Les mois qui viennent promettent d’apporter des avancées significatives en termes d’expérience utilisateur des Blockchains et contribuer à la résolution d’un pain point majeur de l’écosystème.
Qui n’a eu une pensée émue - ou amusée - pour le gallois James Howells qui multiplie depuis 2013 les démarches pour obtenir l’autorisation de fouiller de fond en comble la décharge publique où il a malencontreusement jeté le disque dur contenant la clé de son compte Bitcoin, comprenant près de 150 millions de dollars au cours d’aujourd’hui.
Les anecdotes de perte de clés d’accès à son Wallet - et donc des fonds associés - sont légion.
Elles illustrent l’inévitable contrepartie à la notion de Self-Custody : si l’utilisateur est le seul à contrôler son compte via sa clé cryptographique, nul droit à l’erreur et nulle hotline à appeler en cas de perte de clé : « Not your keys, not your coins » comme le dit l’adage.
Si cette notion de Self-Custody est au cœur du propos des Blockchains, cette responsabilité qui incombe à l’utilisateur constitue à juste titre un frein majeur à l’adoption de la technologie auprès d’un plus large public.
Pour assurer la conservation de ses clés cryptographiques il est certes possible de recourir à des tiers de confiance, comme, par exemple, à des Exchanges centralisés.
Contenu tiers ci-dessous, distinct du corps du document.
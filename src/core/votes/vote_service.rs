// Vote ledger - records off-chain votes on prompt listings.
//
// A vote carries a nullifier hash that proves a unique voter. Each nullifier
// may be spent once; a second vote with the same hash is refused.

use async_trait::async_trait;
use chrono::{DateTime, Utc};
use serde::{Deserialize, Serialize};
use std::collections::HashMap;
use thiserror::Error;

// ============================================================================
// DOMAIN MODELS
// ============================================================================

/// Body of `POST /api/vote`.
#[derive(Debug, Clone, Deserialize)]
#[serde(rename_all = "camelCase")]
pub struct VoteRequest {
    pub prompt_id: String,
    pub nullifier_hash: String,
    #[serde(default = "default_upvote")]
    pub is_upvote: bool,
    pub voter: Option<String>,
    pub proof: Option<String>,
}

fn default_upvote() -> bool {
    true
}

#[derive(Debug, Clone, PartialEq, Serialize, Deserialize)]
#[serde(rename_all = "camelCase")]
pub struct Vote {
    pub prompt_id: String,
    pub nullifier_hash: String,
    pub is_upvote: bool,
    pub voter: Option<String>,
    pub proof: Option<String>,
    pub cast_at: DateTime<Utc>,
}

#[derive(Debug, Clone, Copy, Default, PartialEq, Eq, Serialize)]
pub struct VoteTally {
    pub upvotes: u64,
    pub downvotes: u64,
}

impl VoteTally {
    /// Upvotes minus downvotes.
    pub fn score(&self) -> i64 {
        self.upvotes as i64 - self.downvotes as i64
    }
}

// ============================================================================
// ERRORS
// ============================================================================

#[derive(Debug, Error)]
pub enum VoteError {
    #[error("Invalid vote: {0}")]
    Invalid(String),

    #[error("Vote already recorded for this nullifier")]
    Duplicate,

    #[error("Storage error: {0}")]
    StorageError(String),
}

// ============================================================================
// STORAGE TRAIT (PORT)
// ============================================================================

#[async_trait]
pub trait VoteStore: Send + Sync {
    /// Insert a vote. Returns `false` if the nullifier was already used.
    async fn record_vote(&self, vote: &Vote) -> Result<bool, VoteError>;

    /// Tally per prompt id.
    async fn tallies(&self) -> Result<HashMap<String, VoteTally>, VoteError>;

    /// Most recent votes, newest first.
    async fn recent_votes(&self, limit: usize) -> Result<Vec<Vote>, VoteError>;
}

// Lets the service hold a trait object so the backend is picked at startup.
#[async_trait]
impl VoteStore for Box<dyn VoteStore> {
    async fn record_vote(&self, vote: &Vote) -> Result<bool, VoteError> {
        (**self).record_vote(vote).await
    }

    async fn tallies(&self) -> Result<HashMap<String, VoteTally>, VoteError> {
        (**self).tallies().await
    }

    async fn recent_votes(&self, limit: usize) -> Result<Vec<Vote>, VoteError> {
        (**self).recent_votes(limit).await
    }
}

// ============================================================================
// CORE SERVICE
// ============================================================================

pub struct VoteService<S: VoteStore> {
    store: S,
}

impl<S: VoteStore> VoteService<S> {
    pub fn new(store: S) -> Self {
        Self { store }
    }

    pub async fn cast(&self, request: VoteRequest) -> Result<Vote, VoteError> {
        let prompt_id = request.prompt_id.trim();
        let nullifier = request.nullifier_hash.trim();
        if prompt_id.is_empty() {
            return Err(VoteError::Invalid("promptId is required".to_string()));
        }
        if nullifier.is_empty() {
            return Err(VoteError::Invalid("nullifierHash is required".to_string()));
        }

        let vote = Vote {
            prompt_id: prompt_id.to_string(),
            nullifier_hash: nullifier.to_string(),
            is_upvote: request.is_upvote,
            voter: request.voter,
            proof: request.proof,
            cast_at: Utc::now(),
        };

        if !self.store.record_vote(&vote).await? {
            tracing::info!(prompt_id = %vote.prompt_id, "Duplicate vote refused");
            return Err(VoteError::Duplicate);
        }

        tracing::info!(
            prompt_id = %vote.prompt_id,
            upvote = vote.is_upvote,
            "Vote recorded"
        );
        Ok(vote)
    }

    pub async fn tallies(&self) -> Result<HashMap<String, VoteTally>, VoteError> {
        self.store.tallies().await
    }

    pub async fn recent_votes(&self, limit: usize) -> Result<Vec<Vote>, VoteError> {
        self.store.recent_votes(limit).await
    }
}

#[cfg(test)]
mod tests {
    use super::*;
    use crate::infra::votes::InMemoryVoteStore;

    fn request(prompt_id: &str, nullifier: &str, up: bool) -> VoteRequest {
        VoteRequest {
            prompt_id: prompt_id.to_string(),
            nullifier_hash: nullifier.to_string(),
            is_upvote: up,
            voter: None,
            proof: None,
        }
    }

    #[tokio::test]
    async fn test_vote_is_recorded_and_tallied() {
        let service = VoteService::new(InMemoryVoteStore::new());

        service.cast(request("abc", "n1", true)).await.unwrap();
        service.cast(request("abc", "n2", true)).await.unwrap();
        service.cast(request("abc", "n3", false)).await.unwrap();

        let tallies = service.tallies().await.unwrap();
        let tally = tallies["abc"];
        assert_eq!(tally.upvotes, 2);
        assert_eq!(tally.downvotes, 1);
        assert_eq!(tally.score(), 1);
    }

    #[tokio::test]
    async fn test_nullifier_is_single_use() {
        let service = VoteService::new(InMemoryVoteStore::new());

        service.cast(request("abc", "same", true)).await.unwrap();
        let err = service.cast(request("def", "same", true)).await.unwrap_err();

        assert!(matches!(err, VoteError::Duplicate));
        assert!(!service.tallies().await.unwrap().contains_key("def"));
    }

    #[tokio::test]
    async fn test_blank_fields_are_invalid() {
        let service = VoteService::new(InMemoryVoteStore::new());

        let err = service.cast(request(" ", "n1", true)).await.unwrap_err();
        assert!(matches!(err, VoteError::Invalid(_)));

        let err = service.cast(request("abc", "", true)).await.unwrap_err();
        assert!(matches!(err, VoteError::Invalid(_)));
    }

    #[test]
    fn test_vote_request_defaults_to_upvote() {
        let request: VoteRequest =
            serde_json::from_str(r#"{"promptId":"abc","nullifierHash":"0x1"}"#).unwrap();
        assert!(request.is_upvote);
    }
}
use thiserror::Error;

/// Failure to turn bytes back into a configuration message.
#[derive(Debug, Error)]
pub enum WireError {
    /// Bytes do not follow the tagged encoding: truncated payload, bad
    /// length prefix, invalid UTF-8, wrong wire type or an invalid key.
    #[error("failed to decode {message}: {source}")]
    Decode {
        message: &'static str,
        #[source]
        source: prost::DecodeError,
    },

    /// A retired field number appeared in the payload.
    #[error("{message} uses reserved field number {field}")]
    ReservedField { message: &'static str, field: u32 },
}

impl WireError {
    pub fn is_reserved_field(&self) -> bool {
        matches!(self, WireError::ReservedField { .. })
    }
}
Mais cela restreint nettement la portée de l’expérience utilisateur en la limitant majoritairement à la détention et au transfert de crypto-actifs, sans possibilité d’interactions poussées avec des applications Web3.
Pour autant, des solutions existent, notamment sur Ethereum, via l’utilisation de Social Recovery Wallets, où :
• Comme dans un Wallet traditionnel, l’utilisateur détient une signing key qui lui permet d’agir sur ses fonds et d’interagir avec la Blockchain.
• Il peut en outre associer à son Wallet un ou plusieurs comptes « Guardians » (pouvant être par exemple des comptes contrôlés par l’utilisateur - compte de back-up, comptes mail, etc.-, des comptes contrôlés par des membres de son environnement familial ou amical ou des comptes contrôlés par des institutionnels).
• En cas de perte de sa signing key, l’utilisateur peut demander aux Guardians de changer l’adresse de la signing key perdue par celle d’une nouvelle clé, contrôlée par ses soins, cette opération ne pouvant se faire que si un quorum prédéfini de Guardians effectue conjointement l’opération.
Avec ce type de mécanismes l’utilisateur peut donc agir en cas de perte de sa clé, avec des modalités fines de paramétrage, couvrant tout un spectre de possibilités: de la Self-Custody intégrale (les comptes Guardians sont contrôlés par ses soins) à un système de Custody classique (un seul Guardian institutionnel).
De tels systèmes sont d’ores et déjà opérants, mais leur mise en œuvre doit se conformer aux modalités techniques d’implémentation des Comptes sur Ethereum, où il existe deux types de Comptes :
• Les Externally-Owned Accounts (EOA), comptes détenus par des utilisateurs physiques, comprenant une adresse et un solde en Ether, la possibilité d’agir sur ce compte étant assurée par une signing key. L’adresse du compte étant déterminée à partir de la signing key, ces deux éléments sont strictement liés, d’où l’impossibilité irrévocable d’agir sur son compte en cas de perte de cette signing key.
• Les Contracts Accounts : comprenant du code, sous la forme d’un Smart Contract, et donc la possibilité d’instancier de la logique applicative.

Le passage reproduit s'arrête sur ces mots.